Refolding and aggregation of bovine carbonic anhydrase B: quasi-elastic light scattering analysis

Abstract

Bovine carbonic anhydrase B (CAB) is chosen as the model protein to study the phenomenon of protein aggregation, which often occurs during the refolding process. Refolding of CAB from 5 M GuHCl has been observed by quasi-elastic light scattering (QLS), which confirms the formation of a molten globular protein structure as reported previously [Semisotnov, G. V., Rodionova, N. A., Kutyshenko, V. P., Ebert, B., Blanck, J., & Ptitsyn, O. B. (1987) FEBS Lett. 224, 9-13]. QLS analysis reveals the formation of multimeric species prior to precipitation.

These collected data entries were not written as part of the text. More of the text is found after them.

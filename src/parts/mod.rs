//! Typed parts of a presentation package.
//!
//! Each wrapper owns its element handle (or raw bytes) and its relationship
//! collection, and implements the [`Part`](crate::opc::part::Part) trait so
//! the graph machinery can treat all parts uniformly.

pub mod coreprops;
pub mod image;
pub mod presentation;
pub mod slides;

pub use coreprops::CoreProperties;
pub use image::{Image, ImageCollection};
pub use presentation::{Presentation, SlideCollection};
pub use slides::{PartCollection, Slide, SlideLayout, SlideMaster};
//! Chart-group accessors.
//!
//! A chart part can layer several chart groups (a line plot over a bar plot);
//! each group is wrapped by a [`plot::Plot`].

pub mod plot;

pub use plot::{DataLabels, Plot, PlotKind};
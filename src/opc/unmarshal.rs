//! Rebuilds the live part graph from a package's serialized form.
//!
//! One-shot, single-pass per load: construct every part, wire every
//! relationship, then run the post-load hooks. Structural problems
//! (duplicate partnames, relationships naming unknown targets) are fatal and
//! abort the load before any package escapes to the caller.

use crate::opc::error::{OpcError, Result};
use crate::opc::part::{Part, PartFactory, PartRc};
use crate::opc::pkgreader::{PackageReader, SerializedRelationship};
use crate::opc::rel::RelTarget;
use crate::package::Package;
use log::debug;
use smallvec::SmallVec;
use std::collections::HashMap;
use std::rc::Rc;

/// Procedure that turns a serialized package index into a live graph rooted
/// at a [`Package`].
pub struct Unmarshaller;

impl Unmarshaller {
    /// Rebuild the graph described by *pkg_reader* onto *pkg*.
    ///
    /// Order matters: all parts exist before any relationship is wired, and
    /// all relationships are wired before any `after_unmarshal` hook runs, so
    /// every hook sees the complete graph.
    pub fn unmarshal(mut pkg_reader: PackageReader, pkg: &Rc<Package>) -> Result<()> {
        let (parts, wiring) = Self::unmarshal_parts(&mut pkg_reader)?;
        Self::unmarshal_relationships(&pkg_reader, pkg, &parts, &wiring)?;

        for part in parts.values() {
            part.borrow_mut().after_unmarshal();
        }
        pkg.after_unmarshal();

        debug!(
            "unmarshalled {} parts, {} package relationships",
            parts.len(),
            pkg_reader.pkg_srels().len()
        );
        Ok(())
    }

    /// Construct exactly one part per stored record, keyed by partname.
    ///
    /// The working map prevents duplicate construction when a part is the
    /// target of several relationships; a partname stored twice is a corrupt
    /// package.
    #[allow(clippy::type_complexity)]
    fn unmarshal_parts(
        pkg_reader: &mut PackageReader,
    ) -> Result<(
        HashMap<String, PartRc>,
        Vec<(String, SmallVec<[SerializedRelationship; 8]>)>,
    )> {
        let sparts = pkg_reader.take_sparts();
        let mut parts = HashMap::with_capacity(sparts.len());
        let mut wiring = Vec::with_capacity(sparts.len());

        for spart in sparts {
            let key = spart.partname.to_string();
            if parts.contains_key(&key) {
                return Err(OpcError::DuplicatePartname(key));
            }
            let part = PartFactory::load(spart.partname, spart.content_type, spart.blob)?;
            parts.insert(key.clone(), part);
            wiring.push((key, spart.srels));
        }

        Ok((parts, wiring))
    }

    /// Wire every relationship record onto its source's collection.
    fn unmarshal_relationships(
        pkg_reader: &PackageReader,
        pkg: &Rc<Package>,
        parts: &HashMap<String, PartRc>,
        wiring: &[(String, SmallVec<[SerializedRelationship; 8]>)],
    ) -> Result<()> {
        for srel in pkg_reader.pkg_srels() {
            let target = Self::resolve_target(srel, parts)?;
            pkg.add_relationship(&srel.reltype, target, &srel.r_id)?;
        }

        for (source_partname, srels) in wiring {
            let source = parts
                .get(source_partname)
                .ok_or_else(|| OpcError::PartNotFound(source_partname.clone()))?;
            for srel in srels {
                let target = Self::resolve_target(srel, parts)?;
                source
                    .borrow_mut()
                    .rels_mut()
                    .add_relationship(&srel.reltype, target, &srel.r_id)?;
            }
        }

        Ok(())
    }

    /// Resolve a relationship record's target: external records yield their
    /// URI, internal records must name a constructed part.
    fn resolve_target(
        srel: &SerializedRelationship,
        parts: &HashMap<String, PartRc>,
    ) -> Result<RelTarget> {
        if srel.is_external() {
            return Ok(RelTarget::External(srel.target_ref.clone()));
        }

        let partname = srel.target_partname()?;
        parts
            .get(partname.as_str())
            .cloned()
            .map(RelTarget::Part)
            .ok_or_else(|| OpcError::DanglingRelationship {
                r_id: srel.r_id.clone(),
                target: partname.to_string(),
            })
    }
}

#[cfg(test)]
mod tests {
    use super::*;
    use crate::opc::constants::{content_type as ct, relationship_type as rt};
    use std::io::Cursor;

    /// Assemble a minimal package: presentation + one slide, wired with
    /// package- and part-level relationships.
    fn minimal_pkg_bytes(slide_target: &str) -> Vec<u8> {
        use crate::opc::packuri::PackURI;
        use crate::opc::phys_pkg::PhysPkgWriter;

        let mut writer = PhysPkgWriter::new();
        let w = |writer: &mut PhysPkgWriter, name: &str, blob: &[u8]| {
            writer.write(&PackURI::new(name).unwrap(), blob).unwrap();
        };

        w(
            &mut writer,
            "/[Content_Types].xml",
            format!(
                r#"<?xml version="1.0"?>
<Types xmlns="http://schemas.openxmlformats.org/package/2006/content-types">
  <Default Extension="rels" ContentType="{}"/>
  <Override PartName="/ppt/presentation.xml" ContentType="{}"/>
  <Override PartName="/ppt/slides/slide1.xml" ContentType="{}"/>
</Types>"#,
                ct::OPC_RELATIONSHIPS,
                ct::PML_PRESENTATION_MAIN,
                ct::PML_SLIDE
            )
            .as_bytes(),
        );
        w(
            &mut writer,
            "/_rels/.rels",
            format!(
                r#"<?xml version="1.0"?>
<Relationships xmlns="http://schemas.openxmlformats.org/package/2006/relationships">
  <Relationship Id="rId1" Type="{}" Target="ppt/presentation.xml"/>
</Relationships>"#,
                rt::OFFICE_DOCUMENT
            )
            .as_bytes(),
        );
        w(
            &mut writer,
            "/ppt/presentation.xml",
            br#"<p:presentation xmlns:p="http://schemas.openxmlformats.org/presentationml/2006/main" xmlns:r="http://schemas.openxmlformats.org/officeDocument/2006/relationships"><p:sldIdLst><p:sldId id="256" r:id="rId1"/></p:sldIdLst></p:presentation>"#,
        );
        w(
            &mut writer,
            "/ppt/_rels/presentation.xml.rels",
            format!(
                r#"<?xml version="1.0"?>
<Relationships xmlns="http://schemas.openxmlformats.org/package/2006/relationships">
  <Relationship Id="rId1" Type="{}" Target="{}"/>
</Relationships>"#,
                rt::SLIDE,
                slide_target
            )
            .as_bytes(),
        );
        w(
            &mut writer,
            "/ppt/slides/slide1.xml",
            br#"<p:sld xmlns:p="http://schemas.openxmlformats.org/presentationml/2006/main"><p:cSld name="First"/></p:sld>"#,
        );

        writer.finish().unwrap()
    }

    #[test]
    fn test_unmarshal_builds_wired_graph() {
        let bytes = minimal_pkg_bytes("slides/slide1.xml");
        let pkg = Package::from_reader(Cursor::new(bytes)).unwrap();

        let parts = pkg.parts();
        assert_eq!(parts.len(), 2);

        let pres = pkg.presentation().unwrap();
        assert_eq!(pres.borrow().partname().as_str(), "/ppt/presentation.xml");

        let slide = pres.borrow().rels().part_with_reltype(rt::SLIDE).unwrap();
        assert_eq!(
            slide.borrow().partname().as_str(),
            "/ppt/slides/slide1.xml"
        );
    }

    #[test]
    fn test_dangling_relationship_aborts_load() {
        // relationship names a slide that is not among the stored parts
        let bytes = minimal_pkg_bytes("slides/slide2.xml");
        let err = Package::from_reader(Cursor::new(bytes)).unwrap_err();
        assert!(matches!(
            err,
            OpcError::DanglingRelationship { ref target, .. } if target == "/ppt/slides/slide2.xml"
        ));
    }
}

Activity and cross-linking studies have confirmed the presence of inactive multimeric protein species. The dimer formation has been determined to be the initiating step in the aggregation of CAB during refolding. Activity studies have indicated that the first intermediate observed in the refolding pathway of CAB aggregates to form the inactive dimer. The rate of formation of the dimer has a stoichiometric dependence on the final protein concentration. The dimer formation rate is a function of the final guanidine hydrochloride (GuHCl) concentration to the inverse 6.7 power, which correlates well with the binding of GuHCl to the native protein in 0.60-0.80 M GuHCl. These rate dependencies require the refolding of CAB to be performed at high GuHCl concentrations (1 M GuHCl) and low protein concentrations (less than 1 mg/mL) to avoid the formation of aggregates. Alternatively, refolding can be performed by allowing the first intermediate to form the second intermediate prior to further dilution or dialysis. The aggregation of a hydrophobic first intermediate species is likely to be common to the refolding of other molten globular proteins.